October marks 635 years since the first written attestation of the enslavement of Roma people in Romania. In October 1385, Dan I, prince of Wallachia and an enslaver, gifted to the Tismana Monastery 40 Roma families, among other “assets”.
Roma people were coerced into this system of chattel enslavement beginning in the 1370s or perhaps earlier by three types of enslavers: the Crown (and later, the state), the Orthodox church, and the nobility. By law, the enslavers owned the slaves as their property or possessions, and slaves without a “master” would become the “property” of the Crown. The Romanian enslavers did see and treat Romani enslaved people “a little bit better than animals”.
The institution of slavery ended in 1855 in Moldova and 1856 in Walachia. After the final act of abolition in 1856, the 250,000 Roma slaves who became legally free, some 7 percent of the Romanian population, received no reparations for the inhumane treatment they had suffered.

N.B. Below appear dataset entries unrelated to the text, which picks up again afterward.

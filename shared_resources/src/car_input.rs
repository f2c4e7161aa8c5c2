use super::call::{CallHeading, Slot};

/// Events the input collaborators hand to the motion controller.
#[derive(serde::Serialize, serde::Deserialize, Debug, Clone, Copy, PartialEq)]
pub enum CarInput {
    Call { slot: Slot, heading: CallHeading },
    EmergencyStop,
    SetMaxSpeed(f32),
    SetAcceleration(f32),
}
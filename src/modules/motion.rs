/// ----- MOTION MODULE -----
/// This module owns the request table and the car. It waits for a
/// destination, drives the car there one tick at a time, and hands the
/// car over to the doors on arrival. Inputs from the console and the
/// buttons are picked up between ticks and between arbitration attempts.

use std::sync::Arc;
use std::thread;

use crossbeam_channel::{Receiver, Sender};
use log::{debug, info, warn};

use shared_resources::call::{CallDirection, CallHeading, Slot};
use shared_resources::car_input::CarInput;
use shared_resources::config::{CarConfig, TimingConfig};
use shared_resources::door_message::{DoorCommand, DoorStatus};
use shared_resources::request::RequestTable;
use shared_resources::status_event::StatusEvent;

use crate::utilities::car::Car;
use crate::utilities::lamps::DirectionLamps;
use crate::utilities::overwrite::{discard_pending, OverwriteSender};
use crate::utilities::status_log::StatusLog;
use crate::utilities::telemetry::{CarTelemetry, DoorTelemetry};

pub fn apply_input(input: CarInput, car: &mut Car, requests: &mut RequestTable) {
    match input {
        CarInput::Call { slot, heading } => {
            if !slot.is_stop() {
                warn!("ignoring call to {:?}, it is not a stop", slot);
                return;
            }
            let direction = match heading {
                CallHeading::Up => CallDirection::Up,
                CallHeading::Down => CallDirection::Down,
                CallHeading::Travel => {
                    if car.going_up {
                        CallDirection::Up
                    } else {
                        CallDirection::Down
                    }
                }
            };
            requests.add_request(slot, direction);
        }
        CarInput::EmergencyStop => {
            info!("emergency stop engaged");
            car.emergency_stop = true;
        }
        CarInput::SetMaxSpeed(speed) => car.max_speed = speed,
        CarInput::SetAcceleration(acceleration) => car.acceleration = acceleration,
    }
}

fn drain_inputs(car_input_rx: &Receiver<CarInput>, car: &mut Car, requests: &mut RequestTable) {
    while let Ok(input) = car_input_rx.try_recv() {
        apply_input(input, car, requests);
    }
}

/// Door command to issue once the car has stopped, if any.
fn arrival_door_command(car: &mut Car, requests: &RequestTable) -> Option<DoorCommand> {
    if !car.emergency_stop {
        Some(DoorCommand::OpenThenAutoClose)
    } else if car.position == requests.feet(Slot::Ground) {
        car.emergency_stop = false;
        Some(DoorCommand::HoldOpen)
    } else {
        // stopped short on the way up, the ground stop comes next
        None
    }
}

pub fn main(
    car_config: CarConfig,
    timing: TimingConfig,
    car_input_rx: Receiver<CarInput>,
    door_command_tx: OverwriteSender<DoorCommand>,
    door_status_rx: Receiver<DoorStatus>,
    direction_lamp_tx: Sender<DirectionLamps>,
    status_log: StatusLog,
    car_telemetry: Arc<CarTelemetry>,
    door_telemetry: Arc<DoorTelemetry>,
) {
    let mut car = Car::new(&car_config);
    let mut requests = RequestTable::new();
    let mut shown_lamps: Option<DirectionLamps> = None;

    loop {
        // WAIT FOR A DESTINATION
        loop {
            drain_inputs(&car_input_rx, &mut car, &mut requests);
            let found = car.update_destination(&mut requests);

            let lamps = car.direction_lamps();
            if shown_lamps != Some(lamps) {
                if direction_lamp_tx.send(lamps).is_err() {
                    debug!("direction lamp channel closed, stopping motion");
                    return;
                }
                shown_lamps = Some(lamps);
            }
            car_telemetry.publish(car.is_moving(&requests), car.going_up, car.speed);
            if found {
                break;
            }

            thread::sleep(timing.no_destination_poll());
            if !door_telemetry.is_closed() && door_status_rx.recv().is_err() {
                debug!("door status channel closed, stopping motion");
                return;
            }
        }

        // DRIVE THERE
        let destination = requests.get(car.destination).label();
        debug!("heading for {} from {:.2} ft", destination, car.position);
        if !car.has_arrived(&requests) {
            status_log.log(StatusEvent::Moving { floor: destination });
        }

        car.begin_trip();
        while !car.has_arrived(&requests) {
            thread::sleep(timing.move_tick());
            drain_inputs(&car_input_rx, &mut car, &mut requests);
            let position = car.tick(&mut requests);
            car_telemetry.publish(car.is_moving(&requests), car.going_up, car.speed);
            status_log.log(position);
        }
        car_telemetry.publish(false, car.going_up, car.speed);

        let stopped_at = requests.get(car.destination).label();
        status_log.log(StatusEvent::Stopped { floor: stopped_at });

        // HAND OVER TO THE DOORS
        if let Some(command) = arrival_door_command(&mut car, &requests) {
            discard_pending(&door_status_rx);
            door_command_tx.post(command);
            if door_status_rx.recv().is_err() {
                debug!("door status channel closed, stopping motion");
                return;
            }
        }
    }
}
pub mod car;
pub mod debug;
pub mod door;
pub mod inputs;
pub mod lamps;
pub mod overwrite;
pub mod requests;
pub mod status_log;
pub mod telemetry;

The Orthodox Church have shown little interest in taking responsibility for Roma enslavement. They have not even issued a formal apology for the enslavement. Many of its churches and monasteries have been built using the free, highly skilled Romani workforce. For instance, the Cașin monastery in Bacau was built in the 1650s by 800 Romani slaves. Should the Orthodox Church not pay back the Roma for having built Cașin and other properties from scratch?
A large portion of the wealth gap in Romania stems from this little-known history of economic exploitation. The forced labour of Roma slaves constituted a central element in the development and growth of the Romanian economy; it was a critical source of wealth for the Romanian state, the Orthodox Church, and the aristocracy.